A near full-length open reading frame next generation sequencing assay for genotyping and identification of resistance-associated variants in hepatitis C virus

• Published in: Journal of clinical virology Vol. 105; pp. 49 - 56
• Main Authors: Pedersen, M.S., Fahnøe, U., Hansen, T.A., Pedersen, A.G., Jenssen, H., Bukh, J., Schønning, K.
• Format: Journal Article
• Language: English
• Published: Netherlands Elsevier B.V 01.08.2018
• Subjects: Drug Resistance, Viral - genetics; Genetic Variation; Genotype; Genotyping; Genotyping Techniques; Hepacivirus - genetics; Hepatitis C - blood; High-Throughput Nucleotide Sequencing - methods; Humans; NGS; Open Reading Frames; Phylogeny; RAS; Replicon; RT-PCR; Sequence Analysis, DNA; Subgenome; Viral Nonstructural Proteins - genetics; NGS; Genotyping; RAS; Subgenome; RT-PCR; Replicon
• ISSN: 1386-6532; 1873-5967; 1873-5967
• DOI: 10.1016/j.jcv.2018.05.012

•A near full-length HCV amplicon was generated using a single set of primers.•HCV genotype 1a, 1b, 2b, 3a, 3b, 3h, 4a, 4d, 4o, 4r samples were sequenced.•Samples with HCV RNA down to 4 Log IU/mL were sequenced.•Method generated variation was estimated below 1%.•The method identified dual infections and the presence of subgenomic replicons.
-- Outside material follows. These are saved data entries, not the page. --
//! API error type; every failure a handler can report maps to a status code
//! and a JSON body.

use axum::http::StatusCode;
use axum::response::{IntoResponse, Response};
use axum::Json;
use serde_json::json;

use crate::db::StoreError;
use crate::models::ValidationError;

#[derive(Debug)]
pub enum ApiError {
    /// Form input failed validation (400)
    Validation(Vec<ValidationError>),

    /// Not signed in, or not allowed to see the page (401)
    Unauthorized { message: String },

    /// Lookup came back empty (404); `redirect` names the safe parent view
    NotFound { message: String, redirect: String },

    /// Duplicate account or a restricted delete (409)
    Conflict { message: String },

    /// Store failure (500, logged)
    Store(StoreError),

    /// A write the caller expected to succeed changed nothing (500, logged)
    Internal { message: String },
}

impl ApiError {
    pub fn not_found(message: impl Into<String>, redirect: impl Into<String>) -> Self {
        Self::NotFound {
            message: message.into(),
            redirect: redirect.into(),
        }
    }
}

impl IntoResponse for ApiError {
    fn into_response(self) -> Response {
        let (status, body) = match &self {
            Self::Validation(errors) => (
                StatusCode::BAD_REQUEST,
                json!({
                    "error": "validation_error",
                    "messages": errors.iter().map(ToString::to_string).collect::<Vec<_>>()
                }),
            ),
            Self::Unauthorized { message } => (
                StatusCode::UNAUTHORIZED,
                json!({
                    "error": "unauthorized",
                    "message": message,
                    "redirect": "/signin"
                }),
            ),
            Self::NotFound { message, redirect } => (
                StatusCode::NOT_FOUND,
                json!({
                    "error": "not_found",
                    "message": message,
                    "redirect": redirect
                }),
            ),
            Self::Conflict { message } => (
                StatusCode::CONFLICT,
                json!({
                    "error": "conflict",
                    "message": message
                }),
            ),
            Self::Store(e) => {
                // Log the actual error, return generic message
                tracing::error!("Store error: {}", e);
                (
                    StatusCode::INTERNAL_SERVER_ERROR,
                    json!({
                        "error": "internal_error",
                        "message": "an internal error occurred"
                    }),
                )
            }
            Self::Internal { message } => {
                tracing::error!("Internal error: {}", message);
                (
                    StatusCode::INTERNAL_SERVER_ERROR,
                    json!({
                        "error": "internal_error",
                        "message": message
                    }),
                )
            }
        };

        (status, Json(body)).into_response()
    }
}

impl From<ValidationError> for ApiError {
    fn from(e: ValidationError) -> Self {
        Self::Validation(vec![e])
    }
}

impl From<Vec<ValidationError>> for ApiError {
    fn from(errors: Vec<ValidationError>) -> Self {
        Self::Validation(errors)
    }
}

impl From<StoreError> for ApiError {
    fn from(e: StoreError) -> Self {
        match e {
            StoreError::AccountExists { .. } => Self::Conflict {
                message: "This email already has an account".to_string(),
            },
            StoreError::ClassHasEntries { class_id, entries } => Self::Conflict {
                message: format!(
                    "Class {} still has {} entries; scratch them first",
                    class_id, entries
                ),
            },
            _ => Self::Store(e),
        }
    }
}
The current treatment options for hepatitis C virus (HCV), based on direct acting antivirals (DAA), are dependent on virus genotype and previous treatment experience. Treatment failures have been associated with detection of resistance-associated substitutions (RASs) in the DAA targets of HCV, the NS3, NS5A and NS5 B proteins. To develop a next generation sequencing based method that provides genotype and detection of HCV NS3, NS5A, and NS5 B RASs without prior knowledge of sample genotype. In total, 101 residual plasma samples from patients with HCV covering 10 different viral subtypes across 4 genotypes with viral loads of 3.84-7.61 Log IU/mL were included. All samples were de-identified and consequently prior treatment status for patients was unknown. Almost full open reading frame amplicons (∼ 9 kb) were generated using RT-PCR with a single primer set. The resulting amplicons were sequenced with high throughput sequencing and analysed using an in-house developed script for detecting RASs. The method successfully amplified and sequenced 94% (95/101) of samples with an average coverage of 14,035; four of six failed samples were genotype 4a. Samples analysed twice yielded reproducible nucleotide frequencies across all sites. RASs were detected in 21/95 (22%) samples at a 15% threshold. The method identified one patient infected with two genotype 2b variants, and the presence of subgenomic deletion variants in 8 (8.4%) of 95 successfully sequenced samples. The presented method may provide identification of HCV genotype, RASs detection, and detect multiple HCV infection without prior knowledge of sample genotype.